** Opening Data supplied block **

// ============================================
// Failure tolerance
// ============================================

#[tokio::test(flavor = "multi_thread", worker_threads = 4)]
async fn test_all_sources_failing_marks_token_failed() {
    let harness = build_harness(
        &["tok_dead"],
        2,
        &[SourceKind::Bullx, SourceKind::Gmgn, SourceKind::DexScreener],
        Duration::from_millis(10),
    );

    harness.coordinator.start(RunTrigger::Manual).unwrap();
    let status = wait_for_run_end(&harness.coordinator).await;

    // One token failing never fails the run itself
    assert_eq!(status, RunStatus::Completed);
    let snapshot = harness.coordinator.status().unwrap();
    assert_eq!(snapshot.failed, 1);
    assert_eq!(snapshot.succeeded, 0);

    let token = harness.store.load_token("tok_dead").await.unwrap().unwrap();
    assert_eq!(token.state, ProcessingState::Failed);
    assert!(token.last_error.as_deref().unwrap().contains("SRC_DATA_INSUFFICIENT"));
    assert_eq!(harness.store.evaluation_count(), 0);
}

#[tokio::test(flavor = "multi_thread", worker_threads = 4)]
async fn test_partial_sources_still_evaluate_with_skips() {
    // Behavior source down: flow metrics present, behavior metrics absent
    let harness = build_harness(
        &["tok_partial"],
        2,
        &[SourceKind::Gmgn],
        Duration::from_millis(10),
    );

    harness.coordinator.start(RunTrigger::Manual).unwrap();
    let status = wait_for_run_end(&harness.coordinator).await;
    assert_eq!(status, RunStatus::Completed);

    let token = harness
        .store
        .load_token("tok_partial")
        .await
        .unwrap()
        .unwrap();
    assert_eq!(token.state, ProcessingState::Completed);

    let evaluations: Vec<Evaluation> = harness.store.evaluations_for("tok_partial");
    assert!(!evaluations.is_empty());
    // Rules needing behavior metrics are recorded as skipped, not errors
    let has_skip = evaluations[0]
        .trace
        .iter()
        .any(|entry| matches!(entry.detail, TraceDetail::Skipped { .. }));
    assert!(has_skip, "expected skipped rule-trace entries");
}

// ============================================
// Cooperative stop
// ============================================

#[tokio::test(flavor = "multi_thread", worker_threads = 4)]
async fn test_stop_leaves_no_token_in_progress() {
    let tokens = ["t0", "t1", "t2", "t3", "t4", "t5"];
    let harness = build_harness(&tokens, 2, &[], Duration::from_millis(300));

    harness.coordinator.start(RunTrigger::Manual).unwrap();

    // Let the first wave finish, catch the second wave mid-fetch
    tokio::time::sleep(Duration::from_millis(450)).await;
    harness.coordinator.stop().unwrap();

    let status = wait_for_run_end(&harness.coordinator).await;
    assert_eq!(status, RunStatus::Stopped);

    let snapshot = harness.coordinator.status().unwrap();
    for (address, state) in &snapshot.token_states {
        assert_ne!(
            *state,
            ProcessingState::InProgress,
            "{} left in progress after stop",
            address
        );
    }

    // Completed stay completed, interrupted and never-started are pending
    let mut completed = 0;
    let mut pending = 0;
    for address in tokens {
        let token = harness.store.load_token(address).await.unwrap().unwrap();
        match token.state {
            ProcessingState::Completed => completed += 1,
            ProcessingState::Pending => pending += 1,
            other => panic!("{} in unexpected state {:?}", address, other),
        }
    }
    assert!(completed >= 1, "first wave should have completed");
    assert!(pending >= 1, "later tokens should remain pending");

    // A stopped coordinator accepts a fresh run
    harness.coordinator.start(RunTrigger::Manual).unwrap();
    let status = wait_for_run_end(&harness.coordinator).await;
    assert_eq!(status, RunStatus::Completed);
}
//! Concurrency Governor
//! Admission control for token-processing workers.
//!
//! A single Governor instance is shared by scheduled runs and manual
//! requests, so total outbound request concurrency stays inside one safe
//! envelope no matter how work arrives. Retries are the source clients'
//! concern; the Governor only limits how many workers run at once.

use std::sync::atomic::{AtomicUsize, Ordering};
use std::sync::Arc;
use tokio::sync::{OwnedSemaphorePermit, Semaphore, TryAcquireError};

use crate::models::{AppError, AppResult, ErrorCode};

/// Bounded admission: at most `max` workers hold a permit at a time
pub struct Governor {
    semaphore: Arc<Semaphore>,
    max: usize,
    active: Arc<AtomicUsize>,
}

/// Held by an admitted worker; releases the slot on drop
pub struct Permit {
    _permit: OwnedSemaphorePermit,
    active: Arc<AtomicUsize>,
}

impl Drop for Permit {
    fn drop(&mut self) {
        self.active.fetch_sub(1, Ordering::SeqCst);
    }
}

impl Governor {
    pub fn new(max: usize) -> Self {
        let max = max.max(1);
        Self {
            semaphore: Arc::new(Semaphore::new(max)),
            max,
            active: Arc::new(AtomicUsize::new(0)),
        }
    }

    pub fn max_concurrency(&self) -> usize {
        self.max
    }

    /// Workers currently holding a permit
    pub fn active_count(&self) -> usize {
        self.active.load(Ordering::SeqCst)
    }

    /// Wait for a free slot
    pub async fn admit(&self) -> AppResult<Permit> {
        let permit = self
            .semaphore
            .clone()
            .acquire_owned()
            .await
            .map_err(|_| AppError::new(ErrorCode::Unknown, "governor semaphore closed"))?;
        self.active.fetch_add(1, Ordering::SeqCst);
        Ok(Permit {
            _permit: permit,
            active: self.active.clone(),
        })
    }

    /// Non-blocking variant; None when all slots are taken
    pub fn try_admit(&self) -> Option<Permit> {
        match self.semaphore.clone().try_acquire_owned() {
            Ok(permit) => {
                self.active.fetch_add(1, Ordering::SeqCst);
                Some(Permit {
                    _permit: permit,
                    active: self.active.clone(),
                })
            }
            Err(TryAcquireError::NoPermits) | Err(TryAcquireError::Closed) => None,
        }
    }
}
//! Source Aggregator
//! Fans out to every configured source client for a token and merges the
//! results into one composite view.
//!
//! Source latencies are independent, so the fetches overlap. One failing
//! source never fails the aggregate; only zero usable sources does, since
//! an evaluation with no input is meaningless.

use futures_util::future::join_all;
use std::collections::HashMap;
use std::sync::Arc;
use tracing::{debug, warn};

use crate::models::{AggregatedData, AppError, AppResult, SourceOutcome};
use crate::sources::SourceClient;

pub struct SourceAggregator {
    clients: Vec<Arc<dyn SourceClient>>,
}

impl SourceAggregator {
    pub fn new(clients: Vec<Arc<dyn SourceClient>>) -> Self {
        Self { clients }
    }

    pub fn source_count(&self) -> usize {
        self.clients.len()
    }

    /// Fetch all sources concurrently and merge
    ///
    /// `complete` is true only when every configured source returned `Ok`.
    /// Errors only when no source produced a usable payload.
    pub async fn aggregate(&self, token_address: &str) -> AppResult<AggregatedData> {
        let fetches = self
            .clients
            .iter()
            .map(|client| client.fetch(token_address));
        let outcomes = join_all(fetches).await;

        let mut results = HashMap::new();
        for result in outcomes {
            if let SourceOutcome::Error { ref reason } = result.outcome {
                warn!(
                    source = result.source.as_str(),
                    token = token_address,
                    reason = %reason,
                    "source failed for token"
                );
            }
            results.insert(result.source, result);
        }

        let usable = results.values().filter(|r| r.outcome.is_ok()).count();
        if usable == 0 {
            return Err(AppError::data_insufficient(token_address));
        }

        let complete = usable == self.clients.len();
        debug!(
            token = token_address,
            usable,
            configured = self.clients.len(),
            complete,
            "aggregation done"
        );

        Ok(AggregatedData {
            token_address: token_address.to_string(),
            results,
            complete,
        })
    }
}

** Closing Data supplied block **

Task prompt:
In full and without error, transcribe the listing.

Finished exercise:
// ============================================
// Failure tolerance
// ============================================

#[tokio::test(flavor = "multi_thread", worker_threads = 4)]
async fn test_all_sources_failing_marks_token_failed() {
    let harness = build_harness(
        &["tok_dead"],
        2,
        &[SourceKind::Bullx, SourceKind::Gmgn, SourceKind::DexScreener],
        Duration::from_millis(10),
    );

    harness.coordinator.start(RunTrigger::Manual).unwrap();
    let status = wait_for_run_end(&harness.coordinator).await;

    // One token failing never fails the run itself
    assert_eq!(status, RunStatus::Completed);
    let snapshot = harness.coordinator.status().unwrap();
    assert_eq!(snapshot.failed, 1);
    assert_eq!(snapshot.succeeded, 0);

    let token = harness.store.load_token("tok_dead").await.unwrap().unwrap();
    assert_eq!(token.state, ProcessingState::Failed);
    assert!(token.last_error.as_deref().unwrap().contains("SRC_DATA_INSUFFICIENT"));
    assert_eq!(harness.store.evaluation_count(), 0);
}

#[tokio::test(flavor = "multi_thread", worker_threads = 4)]
async fn test_partial_sources_still_evaluate_with_skips() {
    // Behavior source down: flow metrics present, behavior metrics absent
    let harness = build_harness(
        &["tok_partial"],
        2,
        &[SourceKind::Gmgn],
        Duration::from_millis(10),
    );

    harness.coordinator.start(RunTrigger::Manual).unwrap();
    let status = wait_for_run_end(&harness.coordinator).await;
    assert_eq!(status, RunStatus::Completed);

    let token = harness
        .store
        .load_token("tok_partial")
        .await
        .unwrap()
        .unwrap();
    assert_eq!(token.state, ProcessingState::Completed);

    let evaluations: Vec<Evaluation> = harness.store.evaluations_for("tok_partial");
    assert!(!evaluations.is_empty());
    // Rules needing behavior metrics are recorded as skipped, not errors
    let has_skip = evaluations[0]
        .trace
        .iter()
        .any(|entry| matches!(entry.detail, TraceDetail::Skipped { .. }));
    assert!(has_skip, "expected skipped rule-trace entries");
}

// ============================================
// Cooperative stop
// ============================================

#[tokio::test(flavor = "multi_thread", worker_threads = 4)]
async fn test_stop_leaves_no_token_in_progress() {
    let tokens = ["t0", "t1", "t2", "t3", "t4", "t5"];
    let harness = build_harness(&tokens, 2, &[], Duration::from_millis(300));

    harness.coordinator.start(RunTrigger::Manual).unwrap();

    // Let the first wave finish, catch the second wave mid-fetch
    tokio::time::sleep(Duration::from_millis(450)).await;
    harness.coordinator.stop().unwrap();

    let status = wait_for_run_end(&harness.coordinator).await;
    assert_eq!(status, RunStatus::Stopped);

    let snapshot = harness.coordinator.status().unwrap();
    for (address, state) in &snapshot.token_states {
        assert_ne!(
            *state,
            ProcessingState::InProgress,
            "{} left in progress after stop",
            address
        );
    }

    // Completed stay completed, interrupted and never-started are pending
    let mut completed = 0;
    let mut pending = 0;
    for address in tokens {
        let token = harness.store.load_token(address).await.unwrap().unwrap();
        match token.state {
            ProcessingState::Completed => completed += 1,
            ProcessingState::Pending => pending += 1,
            other => panic!("{} in unexpected state {:?}", address, other),
        }
    }
    assert!(completed >= 1, "first wave should have completed");
    assert!(pending >= 1, "later tokens should remain pending");

    // A stopped coordinator accepts a fresh run
    harness.coordinator.start(RunTrigger::Manual).unwrap();
    let status = wait_for_run_end(&harness.coordinator).await;
    assert_eq!(status, RunStatus::Completed);
}
//! Concurrency Governor
//! Admission control for token-processing workers.
//!
//! A single Governor instance is shared by scheduled runs and manual
//! requests, so total outbound request concurrency stays inside one safe
//! envelope no matter how work arrives. Retries are the source clients'
//! concern; the Governor only limits how many workers run at once.

use std::sync::atomic::{AtomicUsize, Ordering};
use std::sync::Arc;
use tokio::sync::{OwnedSemaphorePermit, Semaphore, TryAcquireError};

use crate::models::{AppError, AppResult, ErrorCode};

/// Bounded admission: at most `max` workers hold a permit at a time
pub struct Governor {
    semaphore: Arc<Semaphore>,
    max: usize,
    active: Arc<AtomicUsize>,
}

/// Held by an admitted worker; releases the slot on drop
pub struct Permit {
    _permit: OwnedSemaphorePermit,
    active: Arc<AtomicUsize>,
}

impl Drop for Permit {
    fn drop(&mut self) {
        self.active.fetch_sub(1, Ordering::SeqCst);
    }
}

impl Governor {
    pub fn new(max: usize) -> Self {
        let max = max.max(1);
        Self {
            semaphore: Arc::new(Semaphore::new(max)),
            max,
            active: Arc::new(AtomicUsize::new(0)),
        }
    }

    pub fn max_concurrency(&self) -> usize {
        self.max
    }

    /// Workers currently holding a permit
    pub fn active_count(&self) -> usize {
        self.active.load(Ordering::SeqCst)
    }

    /// Wait for a free slot
    pub async fn admit(&self) -> AppResult<Permit> {
        let permit = self
            .semaphore
            .clone()
            .acquire_owned()
            .await
            .map_err(|_| AppError::new(ErrorCode::Unknown, "governor semaphore closed"))?;
        self.active.fetch_add(1, Ordering::SeqCst);
        Ok(Permit {
            _permit: permit,
            active: self.active.clone(),
        })
    }

    /// Non-blocking variant; None when all slots are taken
    pub fn try_admit(&self) -> Option<Permit> {
        match self.semaphore.clone().try_acquire_owned() {
            Ok(permit) => {
                self.active.fetch_add(1, Ordering::SeqCst);
                Some(Permit {
                    _permit: permit,
                    active: self.active.clone(),
                })
            }
            Err(TryAcquireError::NoPermits) | Err(TryAcquireError::Closed) => None,
        }
    }
}
//! Source Aggregator
//! Fans out to every configured source client for a token and merges the
//! results into one composite view.
//!
//! Source latencies are independent, so the fetches overlap. One failing
//! source never fails the aggregate; only zero usable sources does, since
//! an evaluation with no input is meaningless.

use futures_util::future::join_all;
use std::collections::HashMap;
use std::sync::Arc;
use tracing::{debug, warn};

use crate::models::{AggregatedData, AppError, AppResult, SourceOutcome};
use crate::sources::SourceClient;

pub struct SourceAggregator {
    clients: Vec<Arc<dyn SourceClient>>,
}

impl SourceAggregator {
    pub fn new(clients: Vec<Arc<dyn SourceClient>>) -> Self {
        Self { clients }
    }

    pub fn source_count(&self) -> usize {
        self.clients.len()
    }

    /// Fetch all sources concurrently and merge
    ///
    /// `complete` is true only when every configured source returned `Ok`.
    /// Errors only when no source produced a usable payload.
    pub async fn aggregate(&self, token_address: &str) -> AppResult<AggregatedData> {
        let fetches = self
            .clients
            .iter()
            .map(|client| client.fetch(token_address));
        let outcomes = join_all(fetches).await;

        let mut results = HashMap::new();
        for result in outcomes {
            if let SourceOutcome::Error { ref reason } = result.outcome {
                warn!(
                    source = result.source.as_str(),
                    token = token_address,
                    reason = %reason,
                    "source failed for token"
                );
            }
            results.insert(result.source, result);
        }

        let usable = results.values().filter(|r| r.outcome.is_ok()).count();
        if usable == 0 {
            return Err(AppError::data_insufficient(token_address));
        }

        let complete = usable == self.clients.len();
        debug!(
            token = token_address,
            usable,
            configured = self.clients.len(),
            complete,
            "aggregation done"
        );

        Ok(AggregatedData {
            token_address: token_address.to_string(),
            results,
            complete,
        })
    }
}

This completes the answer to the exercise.